**EXERCISE PROMPT**
Copy each line below in which the string "push" occurs.

+++ RECORDED DATA +++

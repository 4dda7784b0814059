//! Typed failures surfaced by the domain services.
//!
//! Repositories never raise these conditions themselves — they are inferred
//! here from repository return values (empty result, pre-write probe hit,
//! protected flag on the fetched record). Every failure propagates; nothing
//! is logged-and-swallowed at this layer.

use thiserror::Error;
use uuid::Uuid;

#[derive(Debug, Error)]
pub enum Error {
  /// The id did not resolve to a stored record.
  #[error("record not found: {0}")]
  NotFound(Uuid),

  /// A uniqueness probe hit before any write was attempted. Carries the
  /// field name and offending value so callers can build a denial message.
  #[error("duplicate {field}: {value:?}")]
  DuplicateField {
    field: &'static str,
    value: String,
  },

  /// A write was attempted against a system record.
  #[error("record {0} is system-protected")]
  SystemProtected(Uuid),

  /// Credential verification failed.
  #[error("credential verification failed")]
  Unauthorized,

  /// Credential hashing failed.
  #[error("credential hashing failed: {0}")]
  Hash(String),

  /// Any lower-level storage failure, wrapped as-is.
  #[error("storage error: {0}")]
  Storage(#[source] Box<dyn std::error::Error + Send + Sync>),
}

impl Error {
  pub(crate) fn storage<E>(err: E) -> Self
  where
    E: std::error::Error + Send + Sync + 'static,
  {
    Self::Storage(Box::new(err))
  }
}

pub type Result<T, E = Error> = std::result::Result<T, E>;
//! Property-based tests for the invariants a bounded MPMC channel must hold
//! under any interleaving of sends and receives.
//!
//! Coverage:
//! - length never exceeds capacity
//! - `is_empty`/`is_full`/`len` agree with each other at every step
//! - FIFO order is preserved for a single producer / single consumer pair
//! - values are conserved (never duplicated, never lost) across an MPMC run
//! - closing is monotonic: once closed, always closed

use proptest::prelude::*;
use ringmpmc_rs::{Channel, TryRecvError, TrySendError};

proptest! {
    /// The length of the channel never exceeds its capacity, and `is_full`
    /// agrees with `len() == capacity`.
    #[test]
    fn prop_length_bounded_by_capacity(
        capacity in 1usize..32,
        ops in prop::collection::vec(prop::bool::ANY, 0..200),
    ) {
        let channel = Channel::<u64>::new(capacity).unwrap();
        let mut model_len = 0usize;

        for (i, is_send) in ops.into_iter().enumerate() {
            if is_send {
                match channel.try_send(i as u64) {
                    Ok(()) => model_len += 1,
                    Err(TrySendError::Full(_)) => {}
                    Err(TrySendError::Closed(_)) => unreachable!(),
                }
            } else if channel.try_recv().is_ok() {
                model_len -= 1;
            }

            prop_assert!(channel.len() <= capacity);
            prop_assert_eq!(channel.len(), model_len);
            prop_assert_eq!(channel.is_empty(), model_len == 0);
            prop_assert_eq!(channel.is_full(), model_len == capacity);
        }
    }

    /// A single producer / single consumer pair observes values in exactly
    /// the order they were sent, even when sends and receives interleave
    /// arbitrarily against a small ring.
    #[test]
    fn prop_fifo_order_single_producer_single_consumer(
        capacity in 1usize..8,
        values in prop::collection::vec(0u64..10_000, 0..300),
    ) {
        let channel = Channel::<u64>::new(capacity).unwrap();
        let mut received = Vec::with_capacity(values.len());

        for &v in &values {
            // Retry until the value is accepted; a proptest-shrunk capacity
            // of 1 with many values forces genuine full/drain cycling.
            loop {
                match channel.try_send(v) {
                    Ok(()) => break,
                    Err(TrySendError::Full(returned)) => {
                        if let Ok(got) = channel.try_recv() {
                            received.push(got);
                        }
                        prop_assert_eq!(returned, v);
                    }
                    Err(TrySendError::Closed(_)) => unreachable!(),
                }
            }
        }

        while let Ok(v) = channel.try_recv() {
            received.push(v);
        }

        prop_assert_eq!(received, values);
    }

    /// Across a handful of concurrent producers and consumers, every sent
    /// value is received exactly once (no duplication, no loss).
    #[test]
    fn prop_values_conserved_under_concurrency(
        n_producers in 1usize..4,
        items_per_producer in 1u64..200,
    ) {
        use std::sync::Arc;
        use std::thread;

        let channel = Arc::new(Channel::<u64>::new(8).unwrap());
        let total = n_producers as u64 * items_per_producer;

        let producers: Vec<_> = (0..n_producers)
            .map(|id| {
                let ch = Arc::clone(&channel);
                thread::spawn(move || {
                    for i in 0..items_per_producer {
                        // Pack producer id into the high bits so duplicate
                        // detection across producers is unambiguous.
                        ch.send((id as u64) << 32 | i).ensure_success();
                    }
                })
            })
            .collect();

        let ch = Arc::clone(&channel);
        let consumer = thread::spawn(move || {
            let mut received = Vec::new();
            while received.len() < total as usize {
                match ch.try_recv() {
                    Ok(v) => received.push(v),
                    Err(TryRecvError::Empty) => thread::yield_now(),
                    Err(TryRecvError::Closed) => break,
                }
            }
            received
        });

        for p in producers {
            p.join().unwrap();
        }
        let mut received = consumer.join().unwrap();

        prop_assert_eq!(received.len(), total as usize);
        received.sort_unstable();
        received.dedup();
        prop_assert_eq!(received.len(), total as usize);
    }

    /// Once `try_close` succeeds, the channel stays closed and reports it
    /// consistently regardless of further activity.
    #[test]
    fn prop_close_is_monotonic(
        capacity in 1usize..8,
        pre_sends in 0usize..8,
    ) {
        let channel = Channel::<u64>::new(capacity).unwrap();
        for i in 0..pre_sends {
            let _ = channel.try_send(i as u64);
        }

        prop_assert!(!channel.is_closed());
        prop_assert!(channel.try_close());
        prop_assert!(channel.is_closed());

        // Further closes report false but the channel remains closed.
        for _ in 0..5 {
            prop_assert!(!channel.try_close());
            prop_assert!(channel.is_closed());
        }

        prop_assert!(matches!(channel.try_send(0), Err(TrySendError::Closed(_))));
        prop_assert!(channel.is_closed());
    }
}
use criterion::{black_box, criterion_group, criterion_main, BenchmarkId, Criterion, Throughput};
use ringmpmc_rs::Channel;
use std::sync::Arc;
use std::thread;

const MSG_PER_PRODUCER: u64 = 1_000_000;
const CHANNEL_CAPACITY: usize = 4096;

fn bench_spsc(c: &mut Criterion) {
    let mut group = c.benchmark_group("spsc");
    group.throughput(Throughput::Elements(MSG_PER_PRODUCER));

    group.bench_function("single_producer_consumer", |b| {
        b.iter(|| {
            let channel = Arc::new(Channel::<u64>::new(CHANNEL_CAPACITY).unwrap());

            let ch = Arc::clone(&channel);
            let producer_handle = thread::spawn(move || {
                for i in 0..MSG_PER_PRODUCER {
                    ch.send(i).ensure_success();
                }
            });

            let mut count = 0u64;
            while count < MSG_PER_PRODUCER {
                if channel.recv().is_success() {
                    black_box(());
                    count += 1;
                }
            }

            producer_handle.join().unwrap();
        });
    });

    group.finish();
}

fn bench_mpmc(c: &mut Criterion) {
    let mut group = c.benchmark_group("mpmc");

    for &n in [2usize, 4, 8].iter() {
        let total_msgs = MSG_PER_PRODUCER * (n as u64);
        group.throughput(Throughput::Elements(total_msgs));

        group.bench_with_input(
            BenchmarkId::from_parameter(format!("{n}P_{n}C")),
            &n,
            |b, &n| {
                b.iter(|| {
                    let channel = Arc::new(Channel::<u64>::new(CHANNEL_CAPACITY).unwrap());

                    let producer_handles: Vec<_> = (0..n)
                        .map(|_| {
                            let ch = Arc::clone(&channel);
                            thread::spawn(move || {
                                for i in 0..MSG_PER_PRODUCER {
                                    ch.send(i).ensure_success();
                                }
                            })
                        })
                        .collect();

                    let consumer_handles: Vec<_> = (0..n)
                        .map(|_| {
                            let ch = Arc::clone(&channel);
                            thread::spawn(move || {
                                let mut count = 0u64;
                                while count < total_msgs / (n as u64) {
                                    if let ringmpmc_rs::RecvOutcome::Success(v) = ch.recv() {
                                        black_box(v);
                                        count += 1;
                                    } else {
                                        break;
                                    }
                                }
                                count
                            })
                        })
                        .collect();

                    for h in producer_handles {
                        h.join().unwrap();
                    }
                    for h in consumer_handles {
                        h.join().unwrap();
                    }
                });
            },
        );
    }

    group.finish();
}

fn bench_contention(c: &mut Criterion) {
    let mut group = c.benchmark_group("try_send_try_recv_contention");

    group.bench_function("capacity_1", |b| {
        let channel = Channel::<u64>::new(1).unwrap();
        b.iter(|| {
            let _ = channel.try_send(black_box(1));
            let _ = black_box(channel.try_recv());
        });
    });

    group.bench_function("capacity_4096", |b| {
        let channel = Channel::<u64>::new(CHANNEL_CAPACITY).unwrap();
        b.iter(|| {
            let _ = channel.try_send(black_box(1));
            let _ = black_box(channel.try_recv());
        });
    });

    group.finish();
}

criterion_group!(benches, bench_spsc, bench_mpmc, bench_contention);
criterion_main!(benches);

+++

**FINISHED TASK**
                            received.push(got);
            received.push(v);
                    Ok(v) => received.push(v),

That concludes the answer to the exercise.